● Problem to work on:
Every line that holds the word "columns" needs to be copied from the data below.

● Information shown:

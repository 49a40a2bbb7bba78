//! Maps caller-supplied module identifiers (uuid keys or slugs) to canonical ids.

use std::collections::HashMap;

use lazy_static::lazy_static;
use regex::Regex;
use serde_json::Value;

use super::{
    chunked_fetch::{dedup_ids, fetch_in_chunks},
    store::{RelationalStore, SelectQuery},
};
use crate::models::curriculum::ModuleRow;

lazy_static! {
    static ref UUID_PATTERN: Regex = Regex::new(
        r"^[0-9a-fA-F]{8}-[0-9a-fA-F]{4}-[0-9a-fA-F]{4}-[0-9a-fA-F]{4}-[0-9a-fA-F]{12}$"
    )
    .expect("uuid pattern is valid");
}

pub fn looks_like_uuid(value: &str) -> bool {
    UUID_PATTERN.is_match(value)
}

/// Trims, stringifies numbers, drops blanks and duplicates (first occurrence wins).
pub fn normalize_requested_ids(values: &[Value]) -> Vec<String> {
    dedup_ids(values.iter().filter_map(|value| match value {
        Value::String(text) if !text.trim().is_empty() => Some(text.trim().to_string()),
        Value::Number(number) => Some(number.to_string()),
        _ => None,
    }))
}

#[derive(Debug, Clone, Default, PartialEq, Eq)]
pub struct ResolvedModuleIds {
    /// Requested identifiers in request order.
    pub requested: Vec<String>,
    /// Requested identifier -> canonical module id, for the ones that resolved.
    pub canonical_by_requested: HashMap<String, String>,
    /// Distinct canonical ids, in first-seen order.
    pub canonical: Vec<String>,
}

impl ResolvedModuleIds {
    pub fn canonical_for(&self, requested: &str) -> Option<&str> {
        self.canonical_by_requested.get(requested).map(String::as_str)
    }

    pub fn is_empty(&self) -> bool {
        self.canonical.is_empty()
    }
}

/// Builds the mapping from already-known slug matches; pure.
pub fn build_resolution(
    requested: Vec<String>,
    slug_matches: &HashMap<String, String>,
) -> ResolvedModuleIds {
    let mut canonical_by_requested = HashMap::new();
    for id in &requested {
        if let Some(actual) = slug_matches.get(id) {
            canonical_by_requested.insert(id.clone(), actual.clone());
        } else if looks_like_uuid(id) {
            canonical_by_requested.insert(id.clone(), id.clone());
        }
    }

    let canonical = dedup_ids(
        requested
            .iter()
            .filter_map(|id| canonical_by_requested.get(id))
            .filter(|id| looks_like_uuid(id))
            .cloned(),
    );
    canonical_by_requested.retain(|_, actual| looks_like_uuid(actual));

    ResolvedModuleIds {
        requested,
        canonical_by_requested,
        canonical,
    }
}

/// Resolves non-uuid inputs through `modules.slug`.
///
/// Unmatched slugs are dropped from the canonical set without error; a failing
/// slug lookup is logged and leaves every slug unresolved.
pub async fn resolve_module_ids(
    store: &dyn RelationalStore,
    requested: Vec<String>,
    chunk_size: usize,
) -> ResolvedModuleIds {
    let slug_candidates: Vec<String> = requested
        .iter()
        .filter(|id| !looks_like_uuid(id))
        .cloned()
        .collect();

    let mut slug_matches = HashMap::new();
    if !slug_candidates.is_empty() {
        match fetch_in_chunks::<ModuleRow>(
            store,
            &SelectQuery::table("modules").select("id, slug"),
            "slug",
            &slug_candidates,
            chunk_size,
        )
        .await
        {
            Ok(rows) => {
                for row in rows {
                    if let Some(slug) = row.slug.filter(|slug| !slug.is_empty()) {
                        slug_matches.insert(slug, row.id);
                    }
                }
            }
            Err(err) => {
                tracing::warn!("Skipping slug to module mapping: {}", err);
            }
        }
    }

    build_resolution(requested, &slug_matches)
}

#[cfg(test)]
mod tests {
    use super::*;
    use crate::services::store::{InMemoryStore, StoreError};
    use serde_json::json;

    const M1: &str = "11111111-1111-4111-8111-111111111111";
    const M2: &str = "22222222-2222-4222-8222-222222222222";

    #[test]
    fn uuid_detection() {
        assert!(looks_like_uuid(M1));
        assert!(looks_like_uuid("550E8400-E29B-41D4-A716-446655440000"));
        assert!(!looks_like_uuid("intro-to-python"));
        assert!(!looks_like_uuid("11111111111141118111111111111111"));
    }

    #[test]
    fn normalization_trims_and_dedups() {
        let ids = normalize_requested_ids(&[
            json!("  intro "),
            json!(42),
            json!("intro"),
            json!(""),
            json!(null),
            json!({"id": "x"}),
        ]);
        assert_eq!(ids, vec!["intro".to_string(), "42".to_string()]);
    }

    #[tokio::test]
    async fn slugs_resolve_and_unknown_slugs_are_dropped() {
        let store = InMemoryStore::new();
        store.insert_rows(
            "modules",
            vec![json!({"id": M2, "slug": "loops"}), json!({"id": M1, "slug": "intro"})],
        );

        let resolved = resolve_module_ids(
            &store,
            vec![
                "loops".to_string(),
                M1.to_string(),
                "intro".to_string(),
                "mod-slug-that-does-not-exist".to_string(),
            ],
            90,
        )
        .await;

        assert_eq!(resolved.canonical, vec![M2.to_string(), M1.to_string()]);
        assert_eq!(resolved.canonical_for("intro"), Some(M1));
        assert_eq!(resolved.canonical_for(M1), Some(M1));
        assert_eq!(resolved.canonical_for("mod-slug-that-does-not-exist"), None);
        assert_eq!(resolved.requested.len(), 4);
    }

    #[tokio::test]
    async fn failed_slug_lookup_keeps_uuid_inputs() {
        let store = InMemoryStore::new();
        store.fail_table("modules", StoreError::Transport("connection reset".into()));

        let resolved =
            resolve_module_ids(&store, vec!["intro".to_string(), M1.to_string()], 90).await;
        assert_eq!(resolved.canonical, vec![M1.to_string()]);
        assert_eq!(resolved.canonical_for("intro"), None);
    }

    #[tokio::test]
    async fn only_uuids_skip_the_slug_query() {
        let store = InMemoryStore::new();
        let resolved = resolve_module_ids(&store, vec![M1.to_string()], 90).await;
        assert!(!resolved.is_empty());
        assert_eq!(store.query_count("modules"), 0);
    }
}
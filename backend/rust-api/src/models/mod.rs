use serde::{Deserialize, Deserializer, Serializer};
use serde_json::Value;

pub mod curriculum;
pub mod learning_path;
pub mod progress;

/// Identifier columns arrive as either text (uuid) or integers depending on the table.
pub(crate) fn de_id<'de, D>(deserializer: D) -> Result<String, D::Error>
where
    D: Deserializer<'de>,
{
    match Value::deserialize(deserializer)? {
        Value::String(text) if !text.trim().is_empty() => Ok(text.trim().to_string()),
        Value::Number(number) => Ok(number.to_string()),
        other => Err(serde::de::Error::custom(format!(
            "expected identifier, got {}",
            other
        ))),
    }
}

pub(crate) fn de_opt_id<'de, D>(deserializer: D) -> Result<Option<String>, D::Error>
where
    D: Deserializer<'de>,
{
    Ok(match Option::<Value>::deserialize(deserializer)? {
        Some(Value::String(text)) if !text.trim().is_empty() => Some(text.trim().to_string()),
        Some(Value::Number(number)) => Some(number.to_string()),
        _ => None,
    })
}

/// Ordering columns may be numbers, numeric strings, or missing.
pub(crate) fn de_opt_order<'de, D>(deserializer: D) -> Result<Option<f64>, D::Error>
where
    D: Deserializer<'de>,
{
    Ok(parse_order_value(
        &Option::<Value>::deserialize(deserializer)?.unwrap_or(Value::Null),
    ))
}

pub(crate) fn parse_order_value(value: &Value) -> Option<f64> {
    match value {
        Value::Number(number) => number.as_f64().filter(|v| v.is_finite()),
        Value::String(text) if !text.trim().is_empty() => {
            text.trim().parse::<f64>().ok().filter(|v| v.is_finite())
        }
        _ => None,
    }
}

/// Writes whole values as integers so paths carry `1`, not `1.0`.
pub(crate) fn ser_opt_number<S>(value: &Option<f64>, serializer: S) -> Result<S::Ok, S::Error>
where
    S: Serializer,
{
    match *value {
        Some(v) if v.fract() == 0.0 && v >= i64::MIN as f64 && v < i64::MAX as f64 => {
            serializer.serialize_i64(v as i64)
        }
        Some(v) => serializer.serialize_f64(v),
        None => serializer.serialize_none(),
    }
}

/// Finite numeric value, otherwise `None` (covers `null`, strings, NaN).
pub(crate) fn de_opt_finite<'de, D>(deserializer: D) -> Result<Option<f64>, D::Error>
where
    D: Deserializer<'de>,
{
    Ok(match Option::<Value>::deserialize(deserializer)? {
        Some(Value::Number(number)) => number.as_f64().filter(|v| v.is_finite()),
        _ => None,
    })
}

● Result for this task:
/// Identifier columns arrive as either text (uuid) or integers depending on the table.
/// Ordering columns may be numbers, numeric strings, or missing.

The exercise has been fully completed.